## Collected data

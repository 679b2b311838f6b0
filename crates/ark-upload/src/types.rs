use ark_digest::DigestSet;
use chrono::{DateTime, Utc};
use serde::{Deserialize, Serialize};

/// Immutable settings for one upload session.
#[derive(Clone, Debug, Default, PartialEq, Eq, Serialize, Deserialize)]
pub struct SessionConfig {
    /// Owner of the session.
    pub user_id: String,
    /// Every upload is digested with each of these.
    pub digest_algorithms: Vec<String>,
    pub description: String,
}

impl SessionConfig {
    pub fn uses_algorithm(&self, alg: &str) -> bool {
        self.digest_algorithms.iter().any(|a| a == alg)
    }
}

/// One file streamed into a session.
#[derive(Clone, Debug, PartialEq, Eq, Serialize, Deserialize)]
pub struct Upload {
    /// File name relative to the session's directory.
    pub name: String,
    pub size: u64,
    /// Algorithm name to hex digest, one per configured algorithm.
    pub digests: DigestSet,
}

/// The persistent form of a session.
#[derive(Clone, Debug, PartialEq, Eq, Serialize, Deserialize)]
pub struct SessionRecord {
    pub id: String,
    pub config: SessionConfig,
    pub created_at: DateTime<Utc>,
    pub uploads: Vec<Upload>,
}
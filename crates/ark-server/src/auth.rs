use std::fmt;

use async_trait::async_trait;
use axum::http::{header, HeaderMap};

use crate::error::ServerResult;

/// Who is making a request.
#[derive(Clone, Debug, PartialEq, Eq)]
pub struct Identity {
    pub name: String,
    pub address: Option<String>,
}

impl Identity {
    pub fn anonymous() -> Self {
        Self {
            name: "anonymous".into(),
            address: None,
        }
    }

    pub fn user(name: impl Into<String>) -> Self {
        Self {
            name: name.into(),
            address: None,
        }
    }
}

#[derive(Clone, Debug, PartialEq, Eq)]
pub enum Credentials {
    Bearer(String),
    Anonymous,
}

impl Credentials {
    /// Read a bearer token from the `Authorization` header.
    pub fn from_headers(headers: &HeaderMap) -> Self {
        headers
            .get(header::AUTHORIZATION)
            .and_then(|v| v.to_str().ok())
            .and_then(|v| v.strip_prefix("Bearer "))
            .map(str::trim)
            .filter(|token| !token.is_empty())
            .map(|token| Self::Bearer(token.to_string()))
            .unwrap_or(Self::Anonymous)
    }
}

/// Something a caller asks to do. Object actions name the storage root.
#[derive(Clone, Debug, PartialEq, Eq)]
pub enum Action {
    ReadObject { storage_root_id: String, object_id: String },
    CommitObject { storage_root_id: String, object_id: String },
    DeleteObject { storage_root_id: String, object_id: String },
    Upload,
}

impl Action {
    pub fn read(root: &str, object_id: &str) -> Self {
        Self::ReadObject {
            storage_root_id: root.to_string(),
            object_id: object_id.to_string(),
        }
    }

    pub fn commit(root: &str, object_id: &str) -> Self {
        Self::CommitObject {
            storage_root_id: root.to_string(),
            object_id: object_id.to_string(),
        }
    }

    pub fn delete(root: &str, object_id: &str) -> Self {
        Self::DeleteObject {
            storage_root_id: root.to_string(),
            object_id: object_id.to_string(),
        }
    }
}

impl fmt::Display for Action {
    fn fmt(&self, f: &mut fmt::Formatter<'_>) -> fmt::Result {
        match self {
            Self::ReadObject {
                storage_root_id,
                object_id,
            } => write!(f, "read:{storage_root_id}/{object_id}"),
            Self::CommitObject {
                storage_root_id,
                object_id,
            } => write!(f, "commit:{storage_root_id}/{object_id}"),
            Self::DeleteObject {
                storage_root_id,
                object_id,
            } => write!(f, "delete:{storage_root_id}/{object_id}"),
            Self::Upload => write!(f, "upload"),
        }
    }
}

#[async_trait]
pub trait AuthProvider: Send + Sync {
    async fn authenticate(&self, credentials: &Credentials) -> ServerResult<Identity>;
    async fn authorize(&self, identity: &Identity, action: &Action) -> ServerResult<bool>;
}

/// Accepts every credential and allows every action.
pub struct AllowAllAuth;

#[async_trait]
impl AuthProvider for AllowAllAuth {
    async fn authenticate(&self, credentials: &Credentials) -> ServerResult<Identity> {
        match credentials {
            Credentials::Bearer(token) => {
                let prefix: String = token.chars().take(8).collect();
                Ok(Identity::user(format!("bearer:{prefix}")))
            }
            Credentials::Anonymous => Ok(Identity::anonymous()),
        }
    }

    async fn authorize(&self, _identity: &Identity, _action: &Action) -> ServerResult<bool> {
        Ok(true)
    }
}
use std::collections::HashMap;
use std::fmt;
use std::sync::{Arc, Mutex, MutexGuard, PoisonError};

use tracing::trace;

use crate::error::LockError;

/// Default maximum number of keys a [`KeyedLock`] tracks at once.
pub const DEFAULT_CAPACITY: usize = 1024;

/// Whether a lease is shared or exclusive.
#[derive(Clone, Copy, Debug, PartialEq, Eq, Hash)]
pub enum LockMode {
    Read,
    Write,
}

/// Snapshot of one tracked key, for introspection and tests.
#[derive(Clone, Copy, Debug, PartialEq, Eq)]
pub struct LockState {
    pub writing: bool,
    pub refs: usize,
}

#[derive(Debug)]
struct Entry {
    writing: bool,
    refs: usize,
}

struct LockTable {
    capacity: usize,
    entries: Mutex<HashMap<String, Entry>>,
}

impl LockTable {
    // Every critical section leaves the map consistent, so a poisoned mutex
    // still guards valid data.
    fn entries(&self) -> MutexGuard<'_, HashMap<String, Entry>> {
        self.entries.lock().unwrap_or_else(PoisonError::into_inner)
    }

    fn release(&self, key: &str) {
        let mut entries = self.entries();
        if let Some(entry) = entries.get_mut(key) {
            entry.refs = entry.refs.saturating_sub(1);
            if entry.refs == 0 {
                entries.remove(key);
                trace!(key, "lock entry removed");
            }
        }
    }
}

/// A table of reader/writer leases keyed by resource name.
///
/// Cloning a `KeyedLock` yields another handle to the same table. Tables are
/// owned by whoever constructs them; there is no process-wide instance.
#[derive(Clone)]
pub struct KeyedLock {
    table: Arc<LockTable>,
}

impl KeyedLock {
    /// Create a lock table that tracks at most `capacity` keys.
    pub fn new(capacity: usize) -> Self {
        Self {
            table: Arc::new(LockTable {
                capacity,
                entries: Mutex::new(HashMap::new()),
            }),
        }
    }

    /// Acquire a shared lease on `key`.
    ///
    /// Fails with [`LockError::ReadLock`] if a writer holds the key and with
    /// [`LockError::Capacity`] if a new entry would exceed the capacity.
    pub fn acquire_read(&self, key: &str) -> Result<LockGuard, LockError> {
        let mut entries = self.table.entries();
        match entries.get_mut(key) {
            Some(entry) if entry.writing => return Err(LockError::ReadLock),
            Some(entry) => entry.refs += 1,
            None => {
                if entries.len() >= self.table.capacity {
                    return Err(LockError::Capacity);
                }
                entries.insert(
                    key.to_string(),
                    Entry {
                        writing: false,
                        refs: 1,
                    },
                );
            }
        }
        drop(entries);
        Ok(self.guard(key, LockMode::Read))
    }

    /// Acquire an exclusive lease on `key`.
    ///
    /// Any existing entry for `key`, reading or writing, fails with
    /// [`LockError::WriteLock`].
    pub fn acquire_write(&self, key: &str) -> Result<LockGuard, LockError> {
        let mut entries = self.table.entries();
        if entries.contains_key(key) {
            return Err(LockError::WriteLock);
        }
        if entries.len() >= self.table.capacity {
            return Err(LockError::Capacity);
        }
        entries.insert(
            key.to_string(),
            Entry {
                writing: true,
                refs: 1,
            },
        );
        drop(entries);
        Ok(self.guard(key, LockMode::Write))
    }

    /// Current state of `key`, or `None` if it is not tracked.
    pub fn state(&self, key: &str) -> Option<LockState> {
        self.table.entries().get(key).map(|e| LockState {
            writing: e.writing,
            refs: e.refs,
        })
    }

    /// Number of keys currently tracked.
    pub fn len(&self) -> usize {
        self.table.entries().len()
    }

    /// Returns `true` if no key is tracked.
    pub fn is_empty(&self) -> bool {
        self.len() == 0
    }

    /// Maximum number of keys tracked at once.
    pub fn capacity(&self) -> usize {
        self.table.capacity
    }

    fn guard(&self, key: &str, mode: LockMode) -> LockGuard {
        trace!(key, ?mode, "lock acquired");
        LockGuard {
            table: Arc::clone(&self.table),
            key: key.to_string(),
            mode,
        }
    }
}

impl Default for KeyedLock {
    fn default() -> Self {
        Self::new(DEFAULT_CAPACITY)
    }
}

impl fmt::Debug for KeyedLock {
    fn fmt(&self, f: &mut fmt::Formatter<'_>) -> fmt::Result {
        f.debug_struct("KeyedLock")
            .field("capacity", &self.table.capacity)
            .field("tracked", &self.len())
            .finish()
    }
}

/// A held lease on one key. Releasing happens exactly once: on
/// [`LockGuard::release`] or when the guard is dropped.
#[must_use = "dropping a LockGuard releases the lease immediately"]
pub struct LockGuard {
    table: Arc<LockTable>,
    key: String,
    mode: LockMode,
}

impl LockGuard {
    /// The key this lease covers.
    pub fn key(&self) -> &str {
        &self.key
    }

    /// Whether this lease is shared or exclusive.
    pub fn mode(&self) -> LockMode {
        self.mode
    }

    /// Release the lease.
    pub fn release(self) {
        drop(self);
    }
}

impl Drop for LockGuard {
    fn drop(&mut self) {
        self.table.release(&self.key);
        trace!(key = %self.key, mode = ?self.mode, "lock released");
    }
}

impl fmt::Debug for LockGuard {
    fn fmt(&self, f: &mut fmt::Formatter<'_>) -> fmt::Result {
        f.debug_struct("LockGuard")
            .field("key", &self.key)
            .field("mode", &self.mode)
            .finish()
    }
}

## Your goal
Only one stretch of the data above is needed. Restate it word for word, from the line containing "pub fn delete(root: &str, object_id: &str)" through the line containing "use crate::error::LockError;", both ends included.

## Solution
    pub fn delete(root: &str, object_id: &str) -> Self {
        Self::DeleteObject {
            storage_root_id: root.to_string(),
            object_id: object_id.to_string(),
        }
    }
}

impl fmt::Display for Action {
    fn fmt(&self, f: &mut fmt::Formatter<'_>) -> fmt::Result {
        match self {
            Self::ReadObject {
                storage_root_id,
                object_id,
            } => write!(f, "read:{storage_root_id}/{object_id}"),
            Self::CommitObject {
                storage_root_id,
                object_id,
            } => write!(f, "commit:{storage_root_id}/{object_id}"),
            Self::DeleteObject {
                storage_root_id,
                object_id,
            } => write!(f, "delete:{storage_root_id}/{object_id}"),
            Self::Upload => write!(f, "upload"),
        }
    }
}

#[async_trait]
pub trait AuthProvider: Send + Sync {
    async fn authenticate(&self, credentials: &Credentials) -> ServerResult<Identity>;
    async fn authorize(&self, identity: &Identity, action: &Action) -> ServerResult<bool>;
}

/// Accepts every credential and allows every action.
pub struct AllowAllAuth;

#[async_trait]
impl AuthProvider for AllowAllAuth {
    async fn authenticate(&self, credentials: &Credentials) -> ServerResult<Identity> {
        match credentials {
            Credentials::Bearer(token) => {
                let prefix: String = token.chars().take(8).collect();
                Ok(Identity::user(format!("bearer:{prefix}")))
            }
            Credentials::Anonymous => Ok(Identity::anonymous()),
        }
    }

    async fn authorize(&self, _identity: &Identity, _action: &Action) -> ServerResult<bool> {
        Ok(true)
    }
}
use std::collections::HashMap;
use std::fmt;
use std::sync::{Arc, Mutex, MutexGuard, PoisonError};

use tracing::trace;

use crate::error::LockError;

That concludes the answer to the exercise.